I resti dell’area presbiteriale, sopravvissuti al sisma di inizio Settecento, definiscono lo spazio, realizzato nel corso del XIX secolo, di quella che oggi è conosciuta come “Rotonda”, ovvero un cortile a pianta ellittica su cui affacciano piccoli ambienti utilizzati nel passato come botteghe. Vi si accede attraverso l’antico portale laterale della chiesa, più imponente rispetto a quello di facciata, poiché collocato sull’asse viario principale. Preceduto da un’alta scalinata, è caratterizzato da una profonda ed ampia strombatura e da capitelli finemente lavorati. Nelle riseghe si alternano sei colonnine lisce e cinque pilastrini per parte, che poggiano su un robusto zoccolo e si sviluppano, oltre i capitelli, in undici archi a tutto sesto progressivamente decrescenti verso la lunetta. Quest’ultima, affrescata nei primi del Cinquecento, inquadra una Madonna col Bambino tra San Francesco e la Maddalena. La monumentale opera lapidea fu realizzata dai maestri e tagliapietre lombardi, che erano presenti a Sulmona ed avevano una loro cappella nella chiesa. Sulle pareti interne delle strutture absidali sono appena leggibili tracce del ciclo di affreschi dedicati al Santo titolare della chiesa, dipinti nel ‘400 da Andrea De Litio. Il barbacane di fianco al portale fu costruito, secondo la tradizione, dopo il terremoto del 1456 per rinforzare questo corpo di fabbrica, gravemente danneggiato; è rivestito in pietra da taglio disposta in conci regolari. Nella parte superiore è posta una statuetta di San Francesco, mentre sulla sommità sono alloggiate tre campane. A sinistra dello sperone sono ancora visibili i resti delle absidi poligonali e una delle monofore che illuminavano il presbiterio. Oggi la “Rotonda” viene utilizzata per l’allestimento di mostre ed eventi culturali cittadini.

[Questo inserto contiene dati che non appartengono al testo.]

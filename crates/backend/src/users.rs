use chrono::{DateTime, Utc};
use serde::{Deserialize, Serialize};
use serde_json::json;
use tracing::{info, instrument};
use wards::Role;

use crate::client::BackendClient;
use crate::error::BackendError;
use crate::functions::{ADMIN_CREATE_USER, ADMIN_DELETE_USER};

pub const MIN_PASSWORD_LEN: usize = 8;

/// Account creation request. Creating auth users needs the service role, so
/// it goes through a serverless function rather than the REST tables.
#[derive(Clone, PartialEq, Eq, Serialize, Deserialize)]
#[serde(rename_all = "camelCase")]
pub struct NewUser {
    pub email: String,
    pub password: String,
    #[serde(default, skip_serializing_if = "Option::is_none")]
    pub full_name: Option<String>,
    #[serde(default, skip_serializing_if = "Option::is_none")]
    pub role: Option<Role>,
    #[serde(default, skip_serializing_if = "Option::is_none")]
    pub subscription_start: Option<DateTime<Utc>>,
    #[serde(default, skip_serializing_if = "Option::is_none")]
    pub subscription_end: Option<DateTime<Utc>>,
    #[serde(default, skip_serializing_if = "Option::is_none")]
    pub tokens_allowed: Option<u64>,
}

impl std::fmt::Debug for NewUser {
    fn fmt(&self, f: &mut std::fmt::Formatter<'_>) -> std::fmt::Result {
        f.debug_struct("NewUser")
            .field("email", &self.email)
            .field("password", &"<redacted>")
            .field("role", &self.role)
            .finish()
    }
}

impl NewUser {
    pub fn validate(&self) -> Result<(), BackendError> {
        if self.email.trim().is_empty() || !self.email.contains('@') {
            return Err(BackendError::validation("a valid email is required"));
        }
        if self.password.chars().count() < MIN_PASSWORD_LEN {
            return Err(BackendError::validation(format!(
                "password must be at least {} characters",
                MIN_PASSWORD_LEN
            )));
        }
        if let (Some(start), Some(end)) = (self.subscription_start, self.subscription_end) {
            if start > end {
                return Err(BackendError::validation(
                    "subscriptionStart must not be after subscriptionEnd",
                ));
            }
        }
        Ok(())
    }
}

#[derive(Debug, Clone, PartialEq, Eq, Serialize, Deserialize)]
pub struct CreatedUser {
    pub id: String,
    pub email: String,
}

#[derive(Debug, Deserialize)]
struct CreateUserResponse {
    user: CreatedUser,
}

pub struct Users<'a> {
    client: &'a BackendClient,
}

impl BackendClient {
    pub fn users(&self) -> Users<'_> {
        Users { client: self }
    }
}

impl Users<'_> {
    #[instrument(skip(self, user), fields(email = %user.email))]
    pub async fn create(&self, user: &NewUser) -> Result<CreatedUser, BackendError> {
        user.validate()?;
        let response: CreateUserResponse = self.client.invoke(ADMIN_CREATE_USER, user).await?;
        info!(user_id = %response.user.id, "Created user");
        Ok(response.user)
    }

    #[instrument(skip(self))]
    pub async fn delete(&self, id: &str) -> Result<(), BackendError> {
        if id.trim().is_empty() {
            return Err(BackendError::validation("user id is required"));
        }
        self.client
            .invoke_unit(ADMIN_DELETE_USER, &json!({ "userId": id }))
            .await?;
        info!(user_id = %id, "Deleted user");
        Ok(())
    }
}

#[cfg(test)]
mod tests {
    use super::*;

    fn user(email: &str, password: &str) -> NewUser {
        NewUser {
            email: email.into(),
            password: password.into(),
            full_name: None,
            role: None,
            subscription_start: None,
            subscription_end: None,
            tokens_allowed: None,
        }
    }

    #[test]
    fn validation_rules() {
        assert!(user("a@example.com", "longenough").validate().is_ok());
        assert!(user("", "longenough").validate().is_err());
        assert!(user("not-an-email", "longenough").validate().is_err());
        assert!(user("a@example.com", "short").validate().is_err());
    }

    #[test]
    fn debug_hides_password() {
        let shown = format!("{:?}", user("a@example.com", "hunter2hunter2"));
        assert!(!shown.contains("hunter2"));
    }
}
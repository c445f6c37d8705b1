use chrono::{DateTime, Utc};
use serde::{Deserialize, Serialize};

/// Time-bounded validity of a subscription.
#[derive(Debug, Clone, Copy, Default, PartialEq, Eq, Serialize, Deserialize)]
pub struct SubscriptionWindow {
    pub start: Option<DateTime<Utc>>,
    pub end: Option<DateTime<Utc>>,
}

impl SubscriptionWindow {
    pub fn new(start: Option<DateTime<Utc>>, end: Option<DateTime<Utc>>) -> Self {
        Self { start, end }
    }

    /// Whether the subscription admits access at `now`. Both bounds are
    /// inclusive. A start without an end does not constrain access.
    pub fn is_valid_at(&self, now: DateTime<Utc>) -> bool {
        match (self.start, self.end) {
            (Some(start), Some(end)) => start <= now && now <= end,
            (None, Some(end)) => now <= end,
            (Some(_), None) | (None, None) => true,
        }
    }

    /// Bounds used to restrict the usage sum: whichever ends are set.
    pub fn usage_range(&self) -> (Option<DateTime<Utc>>, Option<DateTime<Utc>>) {
        (self.start, self.end)
    }

    pub fn is_open(&self) -> bool {
        self.start.is_none() && self.end.is_none()
    }
}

L’edificio conventuale (Palazzo San Francesco)

Dell’antico convento non rimane oggi che l’articolazione planimetrica incentrata attorno a due cortili, secondo moduli utilizzati negli analoghi edifici francescani; tutto il resto – la distribuzione dei locali, la facciata con rivestimento a bugnato in pietra da taglio sagomata a punta di diamante – risale ad interventi successivi. Dopo la soppressione del convento nel 1809, l’edificio ebbe varie destinazioni d’uso: prima scuola, poi caserma, mercato e oggi sede del municipio, perdendo così ogni legame col passato.